Probably the most interesting aspect of this debate is the discussion of U.S. policy on Cuba, which gives a rare insight into real politics and lying.

At the time, Fidel Castro had very recently pledged his allegiance to Moscow and the cause of international communism (this was a live issue in those days!) and, given the strong ideological opposition to the Reds, the proximity of Cuba to the U.S., and the general atmosphere of anti-communist hysteria prevailing, this was one of the hottest issues of the day.

Throughout the campaign, Kennedy needled Nixon about the lack of a U.S. response to the situation, recommending strong immediate action, and warning of dire consequences in its absence: "By 1965 or 1970 will there be other Cubas in Latin America?" he asks, above.

Nixon's response is rather puzzling:

" I think that Senator Kennedy's policies and recommendations for the handling of the Castro regime are probably the most dangerously irresponsible recommendations that he's made during the course of this campaign. In effect, what Senator Kennedy recommends is that the United States Government should give help to the exiles and to those within Cuba who oppose the Castro regime [...]

We have five treaties with Latin America, including the one setting up the Organization of American States in Bogota in 1948, in which we have agreed not to intervene in the internal affairs of any other American country, and they as well have agreed to do likewise. The charter of the United Nations, its preamble, Article I and Article II also provide that there shall be no intervention by one nation in the internal affairs of another.

Now I don't know what Senator Kennedy suggests when he says that we should help those who oppose the Castro regime both in Cuba and without. But I do know this, that if we were to follow that recommendation that we would lose all of our friends in Latin America, we would probably be condemned in the United Nations, and we would not accomplish our objective. I know something else. It would be an open invitation for Mr. Khrushchev to come in, to come into Latin America and to engage us in what would be a civil war, and possibly even worse than that. "
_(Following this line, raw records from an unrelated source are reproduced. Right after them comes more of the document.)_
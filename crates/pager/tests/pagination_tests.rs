use anyhow::Result;
use arrow_array::{ArrayRef, Int64Array, RecordBatch, StringArray};
use pager::{PAGE_SIZES, ResultPager};
use serde_json::Value;
use std::sync::Arc;

fn numbered_batch(rows: i64) -> Result<RecordBatch> {
    let ids: Vec<i64> = (0..rows).collect();
    let labels: Vec<String> = ids.iter().map(|i| format!("row-{i}")).collect();
    Ok(RecordBatch::try_from_iter(vec![
        ("id", Arc::new(Int64Array::from(ids)) as ArrayRef),
        ("label", Arc::new(StringArray::from(labels)) as ArrayRef),
    ])?)
}

fn ids(rows: &[pager::Row]) -> Vec<i64> {
    rows.iter()
        .map(|r| r["id"].as_i64().expect("id is an integer"))
        .collect()
}

#[test]
fn test_pages_of_237_rows() -> Result<()> {
    let mut pager = ResultPager::default();
    pager.set_batch(numbered_batch(237)?);
    assert_eq!(pager.total_rows(), 237);
    assert_eq!(pager.page_count(), 5);

    let first = pager.page(0, 50)?;
    assert_eq!(first.len(), 50);
    assert_eq!(ids(&first), (0..50).collect::<Vec<_>>());
    assert_eq!(first[7]["label"], Value::String("row-7".to_string()));

    let last = pager.page(4, 50)?;
    assert_eq!(last.len(), 37);
    assert_eq!(ids(&last), (200..237).collect::<Vec<_>>());

    assert!(pager.page(5, 50)?.is_empty());
    assert!(pager.page(usize::MAX, 50)?.is_empty());
    Ok(())
}

#[test]
fn test_page_size_change_clamps_index() -> Result<()> {
    let mut pager = ResultPager::new(50)?;
    pager.set_batch(numbered_batch(237)?);

    assert_eq!(pager.set_page_index(4), 4);
    assert_eq!(pager.set_page_size(100)?, 2);
    assert_eq!(pager.page_index(), 2);

    let page = pager.current_page()?;
    assert_eq!(ids(&page), (200..237).collect::<Vec<_>>());
    Ok(())
}

#[test]
fn test_set_batch_returns_to_first_page() -> Result<()> {
    let mut pager = ResultPager::new(10)?;
    pager.set_batch(numbered_batch(100)?);
    let _ = pager.set_page_index(6);

    pager.set_batch(numbered_batch(30)?);
    assert_eq!(pager.page_index(), 0);
    assert_eq!(ids(&pager.current_page()?), (0..10).collect::<Vec<_>>());
    Ok(())
}

#[test]
fn test_every_allowed_page_size_covers_all_rows() -> Result<()> {
    let mut pager = ResultPager::default();
    pager.set_batch(numbered_batch(237)?);

    for size in PAGE_SIZES {
        let _ = pager.set_page_size(size)?;
        let mut seen = Vec::new();
        for index in 0..pager.page_count() {
            seen.extend(ids(&pager.page(index, size)?));
        }
        assert_eq!(seen, (0..237).collect::<Vec<_>>(), "page size {size}");
    }
    Ok(())
}
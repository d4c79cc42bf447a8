// SPDX-FileCopyrightText: 2025 Caspar Water Company
//
// SPDX-License-Identifier: Apache-2.0

use regex::Regex;
use std::sync::LazyLock;

static NON_IDENT: LazyLock<Regex> =
    LazyLock::new(|| Regex::new(r"[^A-Za-z0-9_]").expect("static pattern"));
static UNDERSCORE_RUNS: LazyLock<Regex> =
    LazyLock::new(|| Regex::new(r"_+").expect("static pattern"));

/// Turn an arbitrary label (typically a file stem) into a lowercase SQL
/// identifier
#[must_use]
pub fn sanitize_table_name(name: &str) -> String {
    let replaced = NON_IDENT.replace_all(name, "_");
    let collapsed = UNDERSCORE_RUNS.replace_all(&replaced, "_");
    let trimmed = collapsed.trim_matches('_').to_lowercase();

    let name = if trimmed.is_empty() {
        "table".to_string()
    } else {
        trimmed
    };
    if name.starts_with(|c: char| c.is_ascii_alphabetic() || c == '_') {
        name
    } else {
        format!("_{name}")
    }
}

/// Schema alias used when attaching a relational database under
/// `declared_name`
#[must_use]
pub fn schema_name_for(declared_name: &str) -> String {
    NON_IDENT.replace_all(declared_name, "_").into_owned()
}

/// Proposed declared name for an uploaded file: its sanitized stem
#[must_use]
pub fn suggested_name(file_name: &str) -> String {
    let base = file_name.rsplit(['/', '\\']).next().unwrap_or(file_name);
    let stem = match base.rsplit_once('.') {
        Some((stem, _)) if !stem.is_empty() => stem,
        _ => base,
    };
    sanitize_table_name(stem)
}

#[cfg(test)]
mod tests {
    use super::*;

    #[test]
    fn test_sanitize_table_name() {
        assert_eq!(sanitize_table_name("My-Sales Data (2024)"), "my_sales_data_2024");
        assert_eq!(sanitize_table_name("__a--b__"), "a_b");
        assert_eq!(sanitize_table_name("2024 report"), "_2024_report");
        assert_eq!(sanitize_table_name("!!!"), "table");
        assert_eq!(sanitize_table_name("café"), "caf");
    }

    #[test]
    fn test_schema_name_for_keeps_runs() {
        assert_eq!(schema_name_for("my db--2"), "my_db__2");
        assert_eq!(schema_name_for("chinook"), "chinook");
    }

    #[test]
    fn test_suggested_name() {
        assert_eq!(suggested_name("/tmp/Rayon-RS dataset.jsonl"), "rayon_rs_dataset");
        assert_eq!(suggested_name("archive.tar.gz"), "archive_tar");
        assert_eq!(suggested_name(".env"), "env");
    }
}
// SPDX-FileCopyrightText: 2025 Caspar Water Company
//
// SPDX-License-Identifier: Apache-2.0

use crate::error::{FileStoreError, Result};
use crate::store::{FileStore, StoredFile, sort_by_upload, validate_id};
use async_trait::async_trait;
use log::{debug, warn};
use std::io::ErrorKind;
use std::path::{Path, PathBuf};

const RECORD_FILE: &str = "record.json";
const DATA_FILE: &str = "data";
const PARTIAL_SUFFIX: &str = ".partial";

/// Host directory file store.
///
/// Layout: `<root>/<id>/data` holds the raw bytes and `<root>/<id>/record.json`
/// the remaining `StoredFile` fields. The record file is written last, through
/// a rename, so a directory without one is an interrupted `put` and is ignored.
pub struct DirFileStore {
    root: PathBuf,
}

impl DirFileStore {
    /// Open (creating if needed) a store rooted at `root`
    pub async fn open<P: AsRef<Path>>(root: P) -> Result<Self> {
        let root = root.as_ref().to_path_buf();
        tokio::fs::create_dir_all(&root).await?;
        debug!("Opened file store at {}", root.display());
        Ok(Self { root })
    }

    #[must_use]
    pub fn root(&self) -> &Path {
        &self.root
    }

    fn record_dir(&self, id: &str) -> PathBuf {
        self.root.join(id)
    }

    async fn write_atomic(path: &Path, bytes: &[u8]) -> Result<()> {
        let mut partial = path.as_os_str().to_owned();
        partial.push(PARTIAL_SUFFIX);
        let partial = PathBuf::from(partial);
        tokio::fs::write(&partial, bytes).await?;
        tokio::fs::rename(&partial, path).await?;
        Ok(())
    }

    async fn load(&self, id: &str) -> Result<Option<StoredFile>> {
        let dir = self.record_dir(id);
        let record_path = dir.join(RECORD_FILE);

        let record_bytes = match tokio::fs::read(&record_path).await {
            Ok(bytes) => bytes,
            Err(e) if e.kind() == ErrorKind::NotFound => return Ok(None),
            Err(e) => return Err(e.into()),
        };

        let mut record: StoredFile = serde_json::from_slice(&record_bytes)
            .map_err(|e| FileStoreError::corrupt(id, &record_path, e.to_string()))?;
        if record.id != id {
            return Err(FileStoreError::corrupt(
                id,
                &record_path,
                format!("record claims id {}", record.id),
            ));
        }

        let data_path = dir.join(DATA_FILE);
        record.data = match tokio::fs::read(&data_path).await {
            Ok(bytes) => bytes,
            Err(e) if e.kind() == ErrorKind::NotFound => {
                return Err(FileStoreError::corrupt(
                    id,
                    &data_path,
                    "data file is missing".to_string(),
                ));
            }
            Err(e) => return Err(e.into()),
        };

        Ok(Some(record))
    }
}

#[async_trait]
impl FileStore for DirFileStore {
    async fn put(&self, id: &str, file_name: &str, declared_name: &str, data: &[u8]) -> Result<()> {
        validate_id(id)?;
        let dir = self.record_dir(id);
        tokio::fs::create_dir_all(&dir).await?;

        let record = StoredFile::new(id, file_name, declared_name, &[]);
        let record_json = serde_json::to_vec_pretty(&record)?;

        Self::write_atomic(&dir.join(DATA_FILE), data).await?;
        Self::write_atomic(&dir.join(RECORD_FILE), &record_json).await?;

        debug!("Stored {} bytes for {id} ({file_name})", data.len());
        Ok(())
    }

    async fn get(&self, id: &str) -> Result<Option<StoredFile>> {
        validate_id(id)?;
        self.load(id).await
    }

    async fn get_all(&self) -> Result<Vec<StoredFile>> {
        let mut files = Vec::new();
        let mut entries = tokio::fs::read_dir(&self.root).await?;

        while let Some(entry) = entries.next_entry().await? {
            if !entry.file_type().await?.is_dir() {
                continue;
            }
            let Some(id) = entry.file_name().to_str().map(str::to_string) else {
                warn!("Skipping non UTF-8 entry in file store: {:?}", entry.path());
                continue;
            };
            if validate_id(&id).is_err() {
                continue;
            }

            match self.load(&id).await {
                Ok(Some(file)) => files.push(file),
                Ok(None) => debug!("Skipping incomplete record {id}"),
                // A damaged record stays on disk for manual inspection
                Err(e) => warn!("Skipping unreadable record {id}: {e}"),
            }
        }

        sort_by_upload(&mut files);
        Ok(files)
    }

    async fn delete(&self, id: &str) -> Result<()> {
        validate_id(id)?;
        match tokio::fs::remove_dir_all(self.record_dir(id)).await {
            Ok(()) => {
                debug!("Deleted stored file {id}");
                Ok(())
            }
            Err(e) if e.kind() == ErrorKind::NotFound => Ok(()),
            Err(e) => Err(e.into()),
        }
    }
}
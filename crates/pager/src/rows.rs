// SPDX-FileCopyrightText: 2025 Caspar Water Company
//
// SPDX-License-Identifier: Apache-2.0

//! Row-wise conversion of Arrow batches into JSON-like rows.

use arrow_array::cast::AsArray;
use arrow_array::types::{
    Float32Type, Float64Type, Int8Type, Int16Type, Int32Type, Int64Type, UInt8Type, UInt16Type,
    UInt32Type, UInt64Type,
};
use arrow_array::{Array, ArrayRef, RecordBatch};
use arrow_cast::display::{ArrayFormatter, FormatOptions};
use arrow_schema::{ArrowError, DataType};
use serde_json::{Map, Number, Value};

/// One result row, keyed by column name in column order
pub type Row = Map<String, Value>;

/// Largest integer a double-precision consumer can represent exactly
pub const MAX_SAFE_INTEGER: i64 = 9_007_199_254_740_991;

/// Convert every row of `batch`. Callers slice first so only the rows they
/// need are converted.
pub fn batch_to_rows(batch: &RecordBatch) -> Result<Vec<Row>, ArrowError> {
    let options = FormatOptions::default();
    let schema = batch.schema();
    let readers = batch
        .columns()
        .iter()
        .map(|array| ColumnReader::try_new(array, &options))
        .collect::<Result<Vec<_>, _>>()?;

    let mut rows = Vec::with_capacity(batch.num_rows());
    for row in 0..batch.num_rows() {
        let mut out = Map::with_capacity(readers.len());
        for (field, reader) in schema.fields().iter().zip(&readers) {
            let _ = out.insert(field.name().clone(), reader.value(row));
        }
        rows.push(out);
    }
    Ok(rows)
}

struct ColumnReader<'a> {
    array: &'a ArrayRef,
    formatter: ArrayFormatter<'a>,
}

impl<'a> ColumnReader<'a> {
    fn try_new(array: &'a ArrayRef, options: &'a FormatOptions<'a>) -> Result<Self, ArrowError> {
        Ok(Self {
            array,
            formatter: ArrayFormatter::try_new(array.as_ref(), options)?,
        })
    }

    fn value(&self, row: usize) -> Value {
        let array = self.array;
        if array.is_null(row) {
            return Value::Null;
        }
        match array.data_type() {
            DataType::Boolean => Value::Bool(array.as_boolean().value(row)),
            DataType::Int8 => Value::from(array.as_primitive::<Int8Type>().value(row)),
            DataType::Int16 => Value::from(array.as_primitive::<Int16Type>().value(row)),
            DataType::Int32 => Value::from(array.as_primitive::<Int32Type>().value(row)),
            DataType::Int64 => signed(array.as_primitive::<Int64Type>().value(row)),
            DataType::UInt8 => Value::from(array.as_primitive::<UInt8Type>().value(row)),
            DataType::UInt16 => Value::from(array.as_primitive::<UInt16Type>().value(row)),
            DataType::UInt32 => Value::from(array.as_primitive::<UInt32Type>().value(row)),
            DataType::UInt64 => unsigned(array.as_primitive::<UInt64Type>().value(row)),
            DataType::Float32 => {
                float(f64::from(array.as_primitive::<Float32Type>().value(row)))
            }
            DataType::Float64 => float(array.as_primitive::<Float64Type>().value(row)),
            DataType::Utf8 => Value::String(array.as_string::<i32>().value(row).to_string()),
            DataType::LargeUtf8 => Value::String(array.as_string::<i64>().value(row).to_string()),
            DataType::Utf8View => Value::String(array.as_string_view().value(row).to_string()),
            // Decimals, temporal types, binary and nested values keep their
            // exact Arrow rendering rather than a lossy numeric form
            _ => Value::String(self.formatter.value(row).to_string()),
        }
    }
}

fn signed(v: i64) -> Value {
    if (-MAX_SAFE_INTEGER..=MAX_SAFE_INTEGER).contains(&v) {
        Value::from(v)
    } else {
        Value::String(v.to_string())
    }
}

fn unsigned(v: u64) -> Value {
    match i64::try_from(v) {
        Ok(v) => signed(v),
        Err(_) => Value::String(v.to_string()),
    }
}

fn float(v: f64) -> Value {
    Number::from_f64(v).map_or_else(|| Value::String(v.to_string()), Value::Number)
}
// SPDX-FileCopyrightText: 2025 Caspar Water Company
//
// SPDX-License-Identifier: Apache-2.0

// Error types for file store operations
use std::path::PathBuf;

pub type Result<T> = std::result::Result<T, FileStoreError>;

#[derive(Debug, thiserror::Error)]
pub enum FileStoreError {
    #[error("IO error: {0}")]
    Io(#[from] std::io::Error),

    #[error("Record encoding error: {0}")]
    Json(#[from] serde_json::Error),

    #[error("Invalid data source id: {id:?}")]
    InvalidId { id: String },

    #[error("Corrupt record {id} at {path}: {message}")]
    Corrupt {
        id: String,
        path: PathBuf,
        message: String,
    },
}

impl FileStoreError {
    pub fn invalid_id<S: AsRef<str>>(id: S) -> Self {
        FileStoreError::InvalidId {
            id: id.as_ref().to_string(),
        }
    }

    pub fn corrupt<S: AsRef<str>, P: Into<PathBuf>>(id: S, path: P, message: String) -> Self {
        FileStoreError::Corrupt {
            id: id.as_ref().to_string(),
            path: path.into(),
            message,
        }
    }
}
This is very strange! A hardline Republican opposing effective action against a communist regime directly off the shores of the U.S., on the grounds that it's 'meddling in internal affairs', and will break some piddling treaties? Things must have changed since those days!

But in fact the real situation makes things fall into a much more coherent pattern.

The Eisenhower administration was already well beyond the planning stages of an operation along exactly the lines suggested by Kennedy, and ostensibly opposed by Nixon in the quote above, as can be seen from the document A program of covert action against the Castro regime, prepared by the 5412 Committee and approved by Eisenhower in March 1960, seven months prior to this debate taking place.

Nixon knew this (he was Eisenhower's V.P. and closely involved in these matters). Kennedy knew this (he was on the Senate Intelligence Committee). But Kennedy also knew that Nixon couldn't breathe a word of it, in case he 'blew' the operation by hinting what the real, active, policy of the U.S. Government actually was.

The passage from Nixon I've quoted shows a master dissembler at work, lying professionally and dutifully, to preserve the secrecy of the secret policy. "Now I don't know what Senator Kennedy suggests..." indeed! His irritation with Kennedy's ingenious, and disingenuous, campaign strategy - Nixon also knew that Kennedy knew... - perhaps fed into his famously bad-tempered concession of the subsequent victory to Kennedy. The fact he couldn't speak the truth on this issue just possibly cost him what was one of the closest electoral battles in the history of the U.S. presidency. This is how politics works in the real world!

The program proposed in the aforementioned 'covert action' document was of course continued under the subsequent Kennedy administration, resulting in Operation Mongoose, inaugurated in 1961, and, obviously, the failed Bay of Pigs invasion of Cuba. This (remarkably unsuccessful) anti-Castro campaign by the U.S. has continued up to the present day, as documented by the Cubans in their legal document, which attempts to sue America for damages.